Fils d’un éminent généraliste de Saint-Gabriel-de-Brandon, au nord-est de Joliette, Albert Laurendeau fréquenta d’abord l’école du village, puis entra en 1872 à l’école normale Jacques-Cartier à Montréal. Une fois son diplôme obtenu, il étudia à l’école de médecine et de chirurgie de Montréal, alors affiliée au Victoria College de Cobourg, en Ontario. Diplômé et marié en 1879, il commença à pratiquer la médecine avec son père. Quatre enfants naîtraient de son mariage, trois filles et un garçon, Aldéric, qui opterait lui aussi pour la médecine.

Citoyen dévoué, Laurendeau fut maire de Saint-Gabriel-de-Brandon de 1889 à 1892. Naturellement, il consacra surtout sa vie aux malades et à la promotion de la santé publique. On le disait toujours disposé à soigner ses clients chez eux, à donner des leçons d’hygiène aux écoliers et à prôner la tempérance. Il conçut au moins un instrument de médecine, expérimenta divers traitements pour des maladies courantes et décrivit souvent ces innovations soit dans des rencontres professionnelles, soit dans les pages de deux périodiques montréalais, la Clinique et l’Union médicale du Canada. Il s’enorgueillirait particulièrement de n’avoir perdu que 12 des quelque 500 malades qu’il traita dans sa région pendant l’épidémie de grippe espagnole en 1918–1919.

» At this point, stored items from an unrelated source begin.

use axum::{
    extract::{
        rejection::{JsonRejection, QueryRejection},
        Path, Query, State,
    },
    http::StatusCode,
    response::IntoResponse,
    Json,
};
use serde::Deserialize;
use utoipa::IntoParams;

use crate::{
    model::{
        api::ErrorDto,
        player::{CreatePlayerDto, PlayerDto, PlayerOrder, Profession, Race, UpdatePlayerDto},
    },
    server::{
        error::AppError,
        model::player::{
            datetime_from_millis, CreatePlayerParams, PageRequest, Player, PlayerFilter,
            UpdatePlayerParams, DEFAULT_PAGE_SIZE,
        },
        service::player::PlayerService,
        state::AppState,
        util::parse::parse_player_id,
    },
};

/// Tag for grouping player endpoints in OpenAPI documentation
pub static PLAYER_TAG: &str = "player";

/// Optional filters shared by the listing and count endpoints.
#[derive(Debug, Default, Deserialize, IntoParams)]
#[serde(rename_all = "camelCase")]
#[into_params(parameter_in = Query)]
pub struct PlayerFilterParams {
    /// Substring the name must contain
    pub name: Option<String>,
    /// Substring the title must contain
    pub title: Option<String>,
    pub race: Option<Race>,
    pub profession: Option<Profession>,
    /// Earliest birthday, milliseconds since the Unix epoch (inclusive)
    pub after: Option<i64>,
    /// Latest birthday, milliseconds since the Unix epoch (inclusive)
    pub before: Option<i64>,
    pub banned: Option<bool>,
    pub min_experience: Option<i32>,
    pub max_experience: Option<i32>,
    pub min_level: Option<i32>,
    pub max_level: Option<i32>,
}

impl PlayerFilterParams {
    pub fn into_filter(self) -> Result<PlayerFilter, AppError> {
        Ok(PlayerFilter {
            name: self.name,
            title: self.title,
            race: self.race.map(Into::into),
            profession: self.profession.map(Into::into),
            after: self
                .after
                .map(|millis| datetime_from_millis("after", millis))
                .transpose()?,
            before: self
                .before
                .map(|millis| datetime_from_millis("before", millis))
                .transpose()?,
            banned: self.banned,
            min_experience: self.min_experience,
            max_experience: self.max_experience,
            min_level: self.min_level,
            max_level: self.max_level,
        })
    }
}

/// Sorting and pagination for the listing endpoint.
///
/// Extracted from the same query string as `PlayerFilterParams`; each struct only reads
/// the parameters it declares.
#[derive(Debug, Deserialize, IntoParams)]
#[serde(rename_all = "camelCase")]
#[into_params(parameter_in = Query)]
pub struct PageParams {
    /// Sort field (default: ID)
    #[serde(default)]
    pub order: PlayerOrder,
    /// Zero-based page number (default: 0)
    #[serde(default)]
    pub page_number: u32,
    /// Players per page (default: 3)
    #[serde(default = "default_page_size")]
    pub page_size: u32,
}

fn default_page_size() -> u32 {
    DEFAULT_PAGE_SIZE
}

impl PageParams {
    pub fn into_page_request(self) -> Result<PageRequest, AppError> {
        PageRequest::new(self.page_number, self.page_size, self.order)
    }
}

impl Default for PageParams {
    fn default() -> Self {
        Self {
            order: PlayerOrder::default(),
            page_number: 0,
            page_size: DEFAULT_PAGE_SIZE,
        }
    }
}

/// List players.
///
/// Returns one page of players matching every supplied filter, sorted ascending by the
/// requested field.
///
/// # Returns
/// - `200 OK` - Page of players (possibly empty)
/// - `400 Bad Request` - Malformed query parameter, page size below 1, or a page beyond
///   the last addressable row
/// - `500 Internal Server Error` - Database error
#[utoipa::path(
    get,
    path = "/rest/players",
    tag = PLAYER_TAG,
    params(PlayerFilterParams, PageParams),
    responses(
        (status = 200, description = "Page of matching players", body = Vec<PlayerDto>),
        (status = 400, description = "Invalid query parameters", body = ErrorDto),
        (status = 500, description = "Internal server error", body = ErrorDto)
    ),
)]
pub async fn get_players(
    State(state): State<AppState>,
    filter: Result<Query<PlayerFilterParams>, QueryRejection>,
    page: Result<Query<PageParams>, QueryRejection>,
) -> Result<impl IntoResponse, AppError> {
    let Query(filter) = filter?;
    let Query(page) = page?;
    let filter = filter.into_filter()?;
    let page = page.into_page_request()?;

    let service = PlayerService::new(&state.db);

    let players: Vec<PlayerDto> = service
        .get_paginated(filter, page)
        .await?
        .into_iter()
        .map(Player::into_dto)
        .collect();

    Ok((StatusCode::OK, Json(players)))
}

/// Count players.
///
/// Returns how many players match the filters, regardless of pagination.
///
/// # Returns
/// - `200 OK` - Number of matching players
/// - `400 Bad Request` - Malformed query parameter
/// - `500 Internal Server Error` - Database error
#[utoipa::path(
    get,
    path = "/rest/players/count",
    tag = PLAYER_TAG,
    params(PlayerFilterParams),
    responses(
        (status = 200, description = "Number of matching players", body = u64),
        (status = 400, description = "Invalid query parameters", body = ErrorDto),
        (status = 500, description = "Internal server error", body = ErrorDto)
    ),
)]
pub async fn get_players_count(
    State(state): State<AppState>,
    query: Result<Query<PlayerFilterParams>, QueryRejection>,
) -> Result<impl IntoResponse, AppError> {
    let Query(params) = query?;
    let filter = params.into_filter()?;

    let service = PlayerService::new(&state.db);

    let count = service.count(filter).await?;

    Ok((StatusCode::OK, Json(count)))
}

/// Create a player.
///
/// Name, title, race, profession, experience and birthday are required; `banned`
/// defaults to false. Level and experience to next level are computed server-side.
///
/// # Returns
/// - `200 OK` - The created player
/// - `400 Bad Request` - Missing field, value out of bounds, or malformed body
/// - `500 Internal Server Error` - Database error
#[utoipa::path(
    post,
    path = "/rest/players",
    tag = PLAYER_TAG,
    request_body = CreatePlayerDto,
    responses(
        (status = 200, description = "Successfully created player", body = PlayerDto),
        (status = 400, description = "Invalid player data", body = ErrorDto),
        (status = 500, description = "Internal server error", body = ErrorDto)
    ),
)]
pub async fn create_player(
    State(state): State<AppState>,
    payload: Result<Json<CreatePlayerDto>, JsonRejection>,
) -> Result<impl IntoResponse, AppError> {
    let Json(payload) = payload?;

    let params = CreatePlayerParams::from_dto(payload)?;

    let service = PlayerService::new(&state.db);

    let player = service.create(params).await?;

    Ok((StatusCode::OK, Json(player.into_dto())))
}

/// Get a player by ID.
///
/// # Returns
/// - `200 OK` - The player
/// - `400 Bad Request` - ID is not a positive integer
/// - `404 Not Found` - No player with this ID
/// - `500 Internal Server Error` - Database error
#[utoipa::path(
    get,
    path = "/rest/players/{id}",
    tag = PLAYER_TAG,
    params(
        ("id" = i64, Path, description = "Player ID")
    ),
    responses(
        (status = 200, description = "Successfully retrieved player", body = PlayerDto),
        (status = 400, description = "Invalid player ID", body = ErrorDto),
        (status = 404, description = "Player not found", body = ErrorDto),
        (status = 500, description = "Internal server error", body = ErrorDto)
    ),
)]
pub async fn get_player(
    State(state): State<AppState>,
    Path(id): Path<String>,
) -> Result<impl IntoResponse, AppError> {
    let id = parse_player_id(&id)?;

    let service = PlayerService::new(&state.db);

    let player = service
        .get_by_id(id)
        .await?
        .ok_or_else(|| AppError::player_not_found(id))?;

    Ok((StatusCode::OK, Json(player.into_dto())))
}

/// Update a player.
///
/// Overwrites only the fields present (and non-null) in the body, then recomputes level
/// and experience to next level. The body is validated before the player is looked up.
///
/// # Returns
/// - `200 OK` - The updated player
/// - `400 Bad Request` - Invalid ID, experience or birthday out of bounds, or malformed body
/// - `404 Not Found` - No player with this ID
/// - `500 Internal Server Error` - Database error
#[utoipa::path(
    put,
    path = "/rest/players/{id}",
    tag = PLAYER_TAG,
    params(
        ("id" = i64, Path, description = "Player ID")
    ),
    request_body = UpdatePlayerDto,
    responses(
        (status = 200, description = "Successfully updated player", body = PlayerDto),
        (status = 400, description = "Invalid player ID or data", body = ErrorDto),
        (status = 404, description = "Player not found", body = ErrorDto),
        (status = 500, description = "Internal server error", body = ErrorDto)
    ),
)]
pub async fn update_player(
    State(state): State<AppState>,
    Path(id): Path<String>,
    payload: Result<Json<UpdatePlayerDto>, JsonRejection>,
) -> Result<impl IntoResponse, AppError> {
    let id = parse_player_id(&id)?;
    let Json(payload) = payload?;

    let params = UpdatePlayerParams::from_dto(id, payload)?;

    let service = PlayerService::new(&state.db);

    let player = service
        .update(params)
        .await?
        .ok_or_else(|| AppError::player_not_found(id))?;

    Ok((StatusCode::OK, Json(player.into_dto())))
}

/// Delete a player.
///
/// # Returns
/// - `200 OK` - Player deleted
/// - `400 Bad Request` - ID is not a positive integer
/// - `404 Not Found` - No player with this ID
/// - `500 Internal Server Error` - Database error
#[utoipa::path(
    delete,
    path = "/rest/players/{id}",
    tag = PLAYER_TAG,
    params(
        ("id" = i64, Path, description = "Player ID")
    ),
    responses(
        (status = 200, description = "Successfully deleted player"),
        (status = 400, description = "Invalid player ID", body = ErrorDto),
        (status = 404, description = "Player not found", body = ErrorDto),
        (status = 500, description = "Internal server error", body = ErrorDto)
    ),
)]
pub async fn delete_player(
    State(state): State<AppState>,
    Path(id): Path<String>,
) -> Result<impl IntoResponse, AppError> {
    let id = parse_player_id(&id)?;

    let service = PlayerService::new(&state.db);

    if service.delete(id).await? {
        Ok(StatusCode::OK)
    } else {
        Err(AppError::player_not_found(id))
    }
}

La pratique de la médecine ne prenait pas tout le temps ni toute l’énergie de Laurendeau et ne satisfaisait pas complètement sa curiosité intellectuelle. En outre, elle ne lui rapportait pas assez pour subvenir aux besoins de sa famille. À divers moments de sa vie, comme d’autres médecins de la province de Québec, il fit des affaires – en l’occurrence des opérations bancaires d’escompte et la promotion de la fabrication de fibre de bois et de potasse. Une concurrence féroce et des honoraires insuffisants l’obligeaient à mener ce qu’il appelait, comme Darwin, cette « lutte pour la vie ». Une solution, adoptée par la Société médicale du district de Joliette en 1913, était l’uniformisation des honoraires : 1 ou 2 $ pour une visite à domicile, de 5 à 10 $ pour la réduction d’une fracture simple, de 40 à 60 $ pour une appendicectomie. Avec l’augmentation des revenus viendrait le prestige. « Le médecin doit occuper une position élevée dans la hiérarchie sociale, disait Laurendeau, et il ne peut tenir son rang, commander la confiance, le respect du public, sans avoir des revenus convenables. »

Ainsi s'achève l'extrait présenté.